Nothing in the actual agreement says that, however.  Nor is that what the deal actually does. 

But it is Nalcor’s reply.

What?  No Law Suit?

Some people  - such as CBC’s David Cochrane - have asked why Hydro-Quebec hadn’t filed any lawsuits yet.  After all, the suggestion goes, if the 2041 Group criticism was valid there’d be a lawsuit from Hydro-Quebec.

Well, not really.

For starters, until Muskrat Falls exists and Nalcor and CFLCO actually implement the WMA, there isn’t an issue.  Hydro-Quebec would have a hard time making a case based essentially on theory at this point.

Note that when they did have a concrete issue in 2009 over an effort by the provincial government to rejig the 1961 lease, they forced the provincial government to hold an unprecedented emergency session of the legislature. Now some aspects of that period have never been reported at all in Newfoundland and Labrador, never mind reported completely.  The background to the emergency session wasn’t fully explored either.  The public just got the provincial government’s explanation along with their anti-Quebec tirades, followed by their unsubstantiated claims about exporting electricity and a decision by the Quebec energy regulator.

But that’s another issue.

More importantly in this case, though, Hydro-Quebec isn’t the one likely to find a problem.  You see, anyone who actually reads the WMA can see quite plainly that Hydro-Quebec’s interests  - particularly the 1969 power contract - are protected expressly and unquestionably by the WMA and by changes made in 2007 to the province’s Electrical Power Control Act

The WMA and those 2007 amendments not only recognise the validity of the 1969 contract, they expressly subordinate Nalcor’s interest in water management on the Churchill River to the 1969 contract.  Like Kathy Dunderdale’s 2009 admission about five years of secret talks with Hydro-Quebec, that wouldn’t be a very popular aspect of this deal if anyone actually reported it.

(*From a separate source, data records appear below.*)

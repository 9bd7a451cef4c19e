//! Outbound transport subsystem.
//!
//! # Data Flow
//! ```text
//! Read path:   resilience::call → shared.rs (one attempt per retry)
//! Write path:  gateway::submit_write → shared.rs (exactly one attempt)
//! ```
//!
//! # Design Decisions
//! - One pooled client per process, cloned cheaply into every component
//! - Raw reqwest failures never leave this module unclassified

pub mod shared;
pub mod types;

pub use shared::{ServiceDirectory, SharedClient};
pub use types::{
    GatewayError, GatewayResult, OperationRequest, PartitionKey, RemoteResponse, TransportKind,
};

So no one – especially Nalcor – talks about it.  

But it is basically the crux of the issue that Coffey is getting at: Nalcor’s interests aren’t secured.

Hydro-Quebec doesn’t have to worry.  Their interests are secure.

To get back to the question about law suits, any problems with the water management agreement will show up when Nalcor tries to use it.  If everything goes as Nalcor predicts, there won’t be any problem.

But what if Nalcor’s “top men” are as accurate about this issue as their other top men were about the estimated cost of the project back when the provincial government told us all about it in 2010?

What happens when Nalcor tries to use its bank only to be faced with the reply that they have no water in the bank or can’t access it because doing so at that moment would adversely affect Hydro-Quebec’s interests?

The problems will show up – if they exist – after the dam is built and long after taxpayers have borrowed like $8.0 billion for a dam than can, as it turns out, only reliably produce 17% of its installed generating capacity.

Nalcor counters that they have had a bunch of very smart people look at it and those very smart people are comfortable that Nalcor’s position is safe. Top men are on it.

Very smart people thought the 1969 contract was great as well and that it had no problems in it. As with the 1969 contract, we won’t find out which smart lawyers -  Nalcor’s Group 2041’s or Hydro-Quebec’s – are right until long after we’ve run up the bill.

Maybe someone should be asking some hard questions and getting some firm assurances.  The mystical top men of Muskrat Falls could be wrong.